# unexpected change to regenerative braking behavior after minor service



## vafpaloalto (6 mo ago)

After I had the two rear tires replaced at the Tesla Palo Alto (CA, USA) service center, braking performance has dramatically changed. The (former) software engineer in me cannot fathom why this should have occurred as a result of replacing tires.

Since the service, regenerative braking no longer is applied consistently when I release my foot from the accelerator: sometimes it is, sometimes it isn't. This is dangerous and I can find no setting to change back to the old behavior.

In addition, releasing the accelerator to slow to a stop sign or stop sign now usually requires heavy braking and often results in abrupt, collision-avoidance automatic braking behavior.

Yes, I have tried changing the various settings under "Pedals and Steering" as well as under "Autopilot" but have not been able to revert to the old behavior.

No, not applying regenerative braking when I release the accelerator does not appear to be related to battery charge level; the unexpected behavior occurs when the battery is at 90%, the maximum I charge overnight, and at other levels after driving throughout the day.

Has anyone else seen this problem? Have you figured out how to fix it?


----------



## Ed Woodrick (May 26, 2018)

It should have been doing this all along. At 90% I think that you should be getting the regenerative braking is reduced message. 
Full regen should return as the charge decreases. Check your charge level when it does and doesn't appear. 
I'm not really sure why abrupt braking exists, unless you are panicing when you don't get enough regen. 
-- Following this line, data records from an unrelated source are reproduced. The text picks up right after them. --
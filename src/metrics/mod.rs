//! Metrics module for Prometheus-based monitoring.
//!
//! Tracks job lifecycle events, execution time, queue depth and worker
//! occupancy.
//!
//! # Example
//!
//! ```ignore
//! use spoolq::metrics::{init_metrics, export_metrics, MetricsCollector};
//!
//! // Initialize metrics on startup
//! init_metrics().expect("Failed to initialize metrics");
//!
//! let collector = MetricsCollector::new();
//! collector.record_job_event("completed");
//!
//! // Export metrics in Prometheus text format
//! let metrics_text = export_metrics();
//! ```

pub mod collectors;
pub mod prometheus;

pub use collectors::MetricsCollector;
pub use prometheus::{export_metrics, init_metrics, write_metrics_file};

pub use prometheus::{ACTIVE_WORKERS, JOBS_TOTAL, JOB_DURATION, LIVE_WORKERS, QUEUE_DEPTH, REGISTRY};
While it is easy to get used to, being so reliant on it is dangerous. What if you have to drive someone else's car? 

Does the Pedals & Steering option make ANY difference?


----------



## Power Surge (Jan 6, 2022)

I know in my car, I have almost no regen when the battery is 90% or more (as per Ed's comment above, I have never gotten any reduced regen message). But you said it's doing it at lower charge levels also. 

I can say that I have noticed similar behavior to what you are describing after certain updates. Is it possible they did an update while it was there?


----------



## vafpaloalto (6 mo ago)

Hi Ed-

Thanks for the suggestions.

I've tried pretty much every possible option under "Pedals & Steering" and can't find any way to revert to the old behavior.

I am not getting ANY messages about "regenerative braking is reduced". 

And while I might believe it would be reduced when I first leave the house with a 90% charge, it shouldn't be after I've been driving around for a while.

The previous behavior was consistent for more than 4 years. Now it isn't. That is very disturbing because there should have been NO changes to braking performance when the two rear tires were replaced. I can believe that two new tires might have SLIGHTLY changed rolling resistance, but much more than that is happening here.

The previous behavior was also similar to that of a non-EV: you let off the accelerator and the car slowly decelerates due to rolling and wind resistance.






Ed Woodrick said:


> It should have been doing this all along. At 90% I think that you should be getting the regenerative braking is reduced message.
> Full regen should return as the charge decreases. Check your charge level when it does and doesn't appear.
> I'm not really sure why abrupt braking exists, unless you are panicing when you don't get enough regen.
> 
> ...


----------



## vafpaloalto (6 mo ago)

Thanks also for the feedback and the suggestions.

My M3 is set to install software updates as soon as they become available, so it should already have been up-to-date when I brought it in for tire replacement service.

Not only am I not getting any reduced regen messages, the new behavior is inconsistent: sometimes, the old behavior (green line indicating regen when foot is off the accelerator), sometimes it doesn't (no green line, no regen when foot is off the accelerator). That is what is most disturbing and dangerous: behavior has not only changed but it is inconsistent. 

I tried contacting online support today but the web site grayed out the "let's chat" button even though I was attempting the chat during supported hours.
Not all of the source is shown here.